- [TASK INSTRUCTIONS]
Set down exactly the entries below, beginning at their first line and ending at the line with "failure, the attempt".

● ● ● ●

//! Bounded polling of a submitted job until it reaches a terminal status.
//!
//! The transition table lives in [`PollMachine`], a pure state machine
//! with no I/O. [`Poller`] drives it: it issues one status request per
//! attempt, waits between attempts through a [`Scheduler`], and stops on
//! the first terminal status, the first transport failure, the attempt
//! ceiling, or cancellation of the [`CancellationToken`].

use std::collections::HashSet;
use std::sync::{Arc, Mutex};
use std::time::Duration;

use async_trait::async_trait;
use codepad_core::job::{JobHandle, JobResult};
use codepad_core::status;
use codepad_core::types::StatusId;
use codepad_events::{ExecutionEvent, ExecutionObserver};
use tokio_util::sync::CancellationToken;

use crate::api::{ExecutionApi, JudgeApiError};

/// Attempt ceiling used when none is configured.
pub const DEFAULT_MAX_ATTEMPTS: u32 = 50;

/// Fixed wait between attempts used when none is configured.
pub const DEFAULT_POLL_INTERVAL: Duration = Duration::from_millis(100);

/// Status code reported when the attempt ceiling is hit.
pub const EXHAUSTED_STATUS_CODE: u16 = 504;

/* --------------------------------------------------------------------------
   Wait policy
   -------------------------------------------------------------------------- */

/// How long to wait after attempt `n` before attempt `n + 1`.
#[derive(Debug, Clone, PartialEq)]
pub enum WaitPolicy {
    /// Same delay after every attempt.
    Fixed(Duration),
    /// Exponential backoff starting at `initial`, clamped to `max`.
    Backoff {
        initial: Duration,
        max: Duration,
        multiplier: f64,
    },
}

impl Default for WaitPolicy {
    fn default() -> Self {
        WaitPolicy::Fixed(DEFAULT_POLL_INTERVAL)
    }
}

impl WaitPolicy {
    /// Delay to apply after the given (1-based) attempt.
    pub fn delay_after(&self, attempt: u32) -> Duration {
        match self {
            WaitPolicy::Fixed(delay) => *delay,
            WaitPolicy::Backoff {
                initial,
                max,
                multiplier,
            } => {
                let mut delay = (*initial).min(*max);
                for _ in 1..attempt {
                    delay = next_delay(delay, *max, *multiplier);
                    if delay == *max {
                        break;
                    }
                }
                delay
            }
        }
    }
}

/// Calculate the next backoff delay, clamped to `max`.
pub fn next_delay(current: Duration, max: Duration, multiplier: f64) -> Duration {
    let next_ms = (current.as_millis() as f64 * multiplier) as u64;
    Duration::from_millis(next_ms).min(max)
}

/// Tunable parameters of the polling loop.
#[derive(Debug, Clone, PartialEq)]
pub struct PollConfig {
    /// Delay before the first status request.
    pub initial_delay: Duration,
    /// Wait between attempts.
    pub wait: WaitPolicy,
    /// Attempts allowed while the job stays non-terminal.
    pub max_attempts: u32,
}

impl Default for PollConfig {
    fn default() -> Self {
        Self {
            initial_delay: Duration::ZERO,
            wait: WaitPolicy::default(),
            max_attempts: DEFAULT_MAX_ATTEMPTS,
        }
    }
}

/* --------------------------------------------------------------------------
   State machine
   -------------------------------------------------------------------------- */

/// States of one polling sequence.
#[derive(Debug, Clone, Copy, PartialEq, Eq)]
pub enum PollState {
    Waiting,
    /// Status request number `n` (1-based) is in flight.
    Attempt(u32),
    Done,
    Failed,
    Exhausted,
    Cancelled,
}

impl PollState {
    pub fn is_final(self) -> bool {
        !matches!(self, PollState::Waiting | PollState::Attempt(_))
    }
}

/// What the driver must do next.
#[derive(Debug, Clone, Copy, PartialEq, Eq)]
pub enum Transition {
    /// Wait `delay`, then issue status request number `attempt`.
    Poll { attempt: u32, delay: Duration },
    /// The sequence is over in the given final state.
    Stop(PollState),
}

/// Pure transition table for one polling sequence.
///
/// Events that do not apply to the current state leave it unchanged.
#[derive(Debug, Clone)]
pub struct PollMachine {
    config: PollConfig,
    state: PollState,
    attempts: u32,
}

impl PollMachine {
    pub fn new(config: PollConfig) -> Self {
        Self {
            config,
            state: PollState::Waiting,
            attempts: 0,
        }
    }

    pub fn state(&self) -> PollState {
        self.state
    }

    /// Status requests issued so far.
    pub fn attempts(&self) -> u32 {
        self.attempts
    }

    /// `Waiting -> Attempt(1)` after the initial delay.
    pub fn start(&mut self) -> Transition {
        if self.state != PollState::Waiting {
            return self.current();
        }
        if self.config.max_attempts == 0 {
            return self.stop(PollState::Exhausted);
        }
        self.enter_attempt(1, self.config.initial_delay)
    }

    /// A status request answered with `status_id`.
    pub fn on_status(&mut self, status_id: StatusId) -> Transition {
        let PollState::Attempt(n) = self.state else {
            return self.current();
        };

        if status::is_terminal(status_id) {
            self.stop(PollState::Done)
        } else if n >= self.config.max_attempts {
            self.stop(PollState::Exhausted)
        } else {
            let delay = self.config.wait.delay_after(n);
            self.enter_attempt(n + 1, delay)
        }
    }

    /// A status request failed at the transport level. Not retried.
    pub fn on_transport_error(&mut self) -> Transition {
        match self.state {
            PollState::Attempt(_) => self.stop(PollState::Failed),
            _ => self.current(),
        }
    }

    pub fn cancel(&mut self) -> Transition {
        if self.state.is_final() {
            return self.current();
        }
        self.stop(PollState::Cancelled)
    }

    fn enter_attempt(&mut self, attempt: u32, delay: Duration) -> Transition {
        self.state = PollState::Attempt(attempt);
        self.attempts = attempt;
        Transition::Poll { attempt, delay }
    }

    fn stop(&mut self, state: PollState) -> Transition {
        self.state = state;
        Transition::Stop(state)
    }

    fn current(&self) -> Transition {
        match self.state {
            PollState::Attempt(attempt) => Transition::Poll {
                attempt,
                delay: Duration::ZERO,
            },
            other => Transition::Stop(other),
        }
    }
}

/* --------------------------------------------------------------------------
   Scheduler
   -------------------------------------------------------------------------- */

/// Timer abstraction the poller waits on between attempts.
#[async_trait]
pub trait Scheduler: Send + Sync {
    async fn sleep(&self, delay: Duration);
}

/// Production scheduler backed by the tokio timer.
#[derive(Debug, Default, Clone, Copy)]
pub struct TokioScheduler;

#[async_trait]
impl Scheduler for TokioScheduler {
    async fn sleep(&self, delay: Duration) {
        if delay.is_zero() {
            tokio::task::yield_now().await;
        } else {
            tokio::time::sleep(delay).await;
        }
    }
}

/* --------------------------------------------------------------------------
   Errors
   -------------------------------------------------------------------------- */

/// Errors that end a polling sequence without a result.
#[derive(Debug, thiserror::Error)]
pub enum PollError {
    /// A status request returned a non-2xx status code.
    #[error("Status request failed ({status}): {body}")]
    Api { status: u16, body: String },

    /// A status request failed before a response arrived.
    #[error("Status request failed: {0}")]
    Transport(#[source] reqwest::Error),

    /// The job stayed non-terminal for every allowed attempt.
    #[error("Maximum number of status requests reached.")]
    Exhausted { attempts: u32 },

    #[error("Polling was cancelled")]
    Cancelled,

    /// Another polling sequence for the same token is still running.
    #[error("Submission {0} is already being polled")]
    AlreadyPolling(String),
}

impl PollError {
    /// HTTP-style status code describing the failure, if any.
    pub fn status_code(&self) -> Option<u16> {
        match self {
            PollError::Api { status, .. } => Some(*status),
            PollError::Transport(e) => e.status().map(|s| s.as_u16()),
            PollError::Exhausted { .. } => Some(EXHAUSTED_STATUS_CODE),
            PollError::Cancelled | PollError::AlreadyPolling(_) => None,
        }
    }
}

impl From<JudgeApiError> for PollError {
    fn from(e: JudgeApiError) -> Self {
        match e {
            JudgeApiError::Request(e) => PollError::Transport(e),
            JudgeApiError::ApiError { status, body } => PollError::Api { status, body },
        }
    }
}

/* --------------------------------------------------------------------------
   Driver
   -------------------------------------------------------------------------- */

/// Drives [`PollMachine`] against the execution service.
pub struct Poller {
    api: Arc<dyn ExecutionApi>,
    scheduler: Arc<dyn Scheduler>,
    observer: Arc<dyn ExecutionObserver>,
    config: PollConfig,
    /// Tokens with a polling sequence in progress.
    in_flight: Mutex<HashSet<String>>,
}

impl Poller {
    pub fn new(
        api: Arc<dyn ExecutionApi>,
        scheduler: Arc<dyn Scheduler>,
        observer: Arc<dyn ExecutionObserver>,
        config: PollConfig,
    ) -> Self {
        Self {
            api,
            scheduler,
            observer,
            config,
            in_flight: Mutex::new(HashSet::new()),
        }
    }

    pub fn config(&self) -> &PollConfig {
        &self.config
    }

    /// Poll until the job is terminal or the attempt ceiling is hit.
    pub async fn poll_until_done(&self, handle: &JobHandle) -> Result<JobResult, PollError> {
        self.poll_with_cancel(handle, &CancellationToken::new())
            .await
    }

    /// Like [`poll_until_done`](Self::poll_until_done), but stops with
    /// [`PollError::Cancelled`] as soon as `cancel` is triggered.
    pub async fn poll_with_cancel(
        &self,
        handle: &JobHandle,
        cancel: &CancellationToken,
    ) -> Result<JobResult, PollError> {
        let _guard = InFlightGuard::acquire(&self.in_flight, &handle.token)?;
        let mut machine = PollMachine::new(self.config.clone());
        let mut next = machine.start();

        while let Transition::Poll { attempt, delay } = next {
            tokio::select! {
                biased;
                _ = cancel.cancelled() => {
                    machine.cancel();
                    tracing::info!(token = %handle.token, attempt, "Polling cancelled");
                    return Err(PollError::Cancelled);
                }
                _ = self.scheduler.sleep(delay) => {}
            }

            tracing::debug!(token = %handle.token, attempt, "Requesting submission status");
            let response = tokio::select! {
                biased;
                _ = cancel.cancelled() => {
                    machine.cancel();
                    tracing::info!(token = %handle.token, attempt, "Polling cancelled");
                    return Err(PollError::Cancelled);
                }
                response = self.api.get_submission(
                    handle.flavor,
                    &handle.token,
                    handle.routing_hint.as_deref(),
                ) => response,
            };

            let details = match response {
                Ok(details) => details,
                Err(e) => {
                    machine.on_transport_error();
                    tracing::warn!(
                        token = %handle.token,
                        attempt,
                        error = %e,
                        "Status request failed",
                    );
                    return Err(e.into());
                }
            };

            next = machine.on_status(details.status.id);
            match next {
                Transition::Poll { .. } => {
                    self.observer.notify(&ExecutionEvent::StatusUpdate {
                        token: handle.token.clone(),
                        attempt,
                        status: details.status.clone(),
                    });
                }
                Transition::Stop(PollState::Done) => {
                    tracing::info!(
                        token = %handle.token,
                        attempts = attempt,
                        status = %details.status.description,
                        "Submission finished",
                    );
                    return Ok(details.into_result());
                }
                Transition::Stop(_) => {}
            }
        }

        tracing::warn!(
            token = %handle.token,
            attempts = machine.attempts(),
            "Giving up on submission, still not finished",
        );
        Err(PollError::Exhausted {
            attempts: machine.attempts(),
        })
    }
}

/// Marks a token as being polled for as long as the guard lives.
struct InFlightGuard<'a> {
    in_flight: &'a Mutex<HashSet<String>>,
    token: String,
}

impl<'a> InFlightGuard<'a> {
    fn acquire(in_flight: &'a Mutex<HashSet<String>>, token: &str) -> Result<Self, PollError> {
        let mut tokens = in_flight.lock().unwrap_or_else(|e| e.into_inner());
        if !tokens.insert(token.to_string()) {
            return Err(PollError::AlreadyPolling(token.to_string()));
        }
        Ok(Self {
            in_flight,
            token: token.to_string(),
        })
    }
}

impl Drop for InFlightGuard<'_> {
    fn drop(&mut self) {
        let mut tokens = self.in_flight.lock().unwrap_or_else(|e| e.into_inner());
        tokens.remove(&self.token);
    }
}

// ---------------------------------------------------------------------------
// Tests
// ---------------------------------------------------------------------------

● ● ● ●

- [EXPECTED ANSWER]
//! Bounded polling of a submitted job until it reaches a terminal status.
//!
//! The transition table lives in [`PollMachine`], a pure state machine
//! with no I/O. [`Poller`] drives it: it issues one status request per
//! attempt, waits between attempts through a [`Scheduler`], and stops on
//! the first terminal status, the first transport failure, the attempt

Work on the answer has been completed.